BEGIN INFORMATION GIVEN

//! Input Router
//!
//! Decides which window receives each input event. Pointer events may move
//! focus before routing (click-to-focus, or focus-follows-mouse on motion);
//! the event is then delivered to the focused application's endpoint,
//! tagged with the focused window and translated into its coordinates.

pub mod adapter;
pub mod evdev;

use tracing::{debug, warn};
use windowserver_ipc::{InputEvent, Modifiers, ServerMessage};

use crate::config::InputConfig;
use crate::session::{FocusPolicy, Registry, WindowId};

/// What happened to a routed event
#[derive(Debug, Clone, Copy, PartialEq, Eq)]
pub enum RouteOutcome {
    /// Queued on the focused application's endpoint
    Delivered(WindowId),
    /// Focus was empty
    Discarded,
    /// Handled by the server itself (focus cycling)
    Consumed,
    /// The focused application's endpoint did not accept the event
    Undeliverable(WindowId),
}

pub struct InputRouter {
    policy: FocusPolicy,
    cycle_keycode: Option<u32>,
}

impl InputRouter {
    pub fn new(config: &InputConfig) -> Self {
        Self {
            policy: config.focus_mode,
            cycle_keycode: config.cycle_keycode,
        }
    }

    pub fn reconfigure(&mut self, config: &InputConfig) {
        self.policy = config.focus_mode;
        self.cycle_keycode = config.cycle_keycode;
    }

    pub fn route_input_event(&self, registry: &mut Registry, event: &InputEvent) -> RouteOutcome {
        match *event {
            InputEvent::PointerButton { x, y, pressed: true, .. } => {
                self.focus_under_pointer(registry, x, y);
            }
            InputEvent::PointerMotion { x, y } if self.policy == FocusPolicy::FocusFollowsMouse => {
                self.focus_under_pointer(registry, x, y);
            }
            InputEvent::Key { keycode, pressed, modifiers }
                if Some(keycode) == self.cycle_keycode && modifiers.contains(Modifiers::ALT) =>
            {
                if pressed {
                    match registry.focus_next() {
                        Some(window) => debug!("Cycled focus to window {}", window),
                        None => debug!("No window to cycle focus to"),
                    }
                }
                return RouteOutcome::Consumed;
            }
            _ => {}
        }

        let Some(window) = registry.focus().map(|f| f.window) else {
            debug!("No focus, discarding {:?}", event);
            return RouteOutcome::Discarded;
        };
        let (Some(app), Some(record)) = (registry.focused_app(), registry.window(window)) else {
            return RouteOutcome::Discarded;
        };

        let origin = record.geometry();
        let msg = ServerMessage::Input {
            window_id: window.0,
            event: event.translated(origin.x, origin.y),
        };
        if app.endpoint().send(msg) {
            RouteOutcome::Delivered(window)
        } else {
            warn!("Input for window {} of {} not delivered", window, app.id());
            RouteOutcome::Undeliverable(window)
        }
    }

    /// Focus the topmost focusable window under the pointer. Empty desktop
    /// leaves focus where it was.
    fn focus_under_pointer(&self, registry: &mut Registry, x: i32, y: i32) {
        let Some(window) = registry.window_at(x, y) else {
            return;
        };
        if registry.focus().is_some_and(|f| f.window == window) {
            return;
        }
        if let Err(e) = registry.focus_window(window) {
            warn!("Failed to focus window {}: {}", window, e);
        }
    }
}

END INFORMATION GIVEN

__REQUIRED WORK__:
Look for the word "InputEvent" in the listing above and state how many lines have it; give the number and nothing else.

__RESULT OF THIS EXERCISE__:
5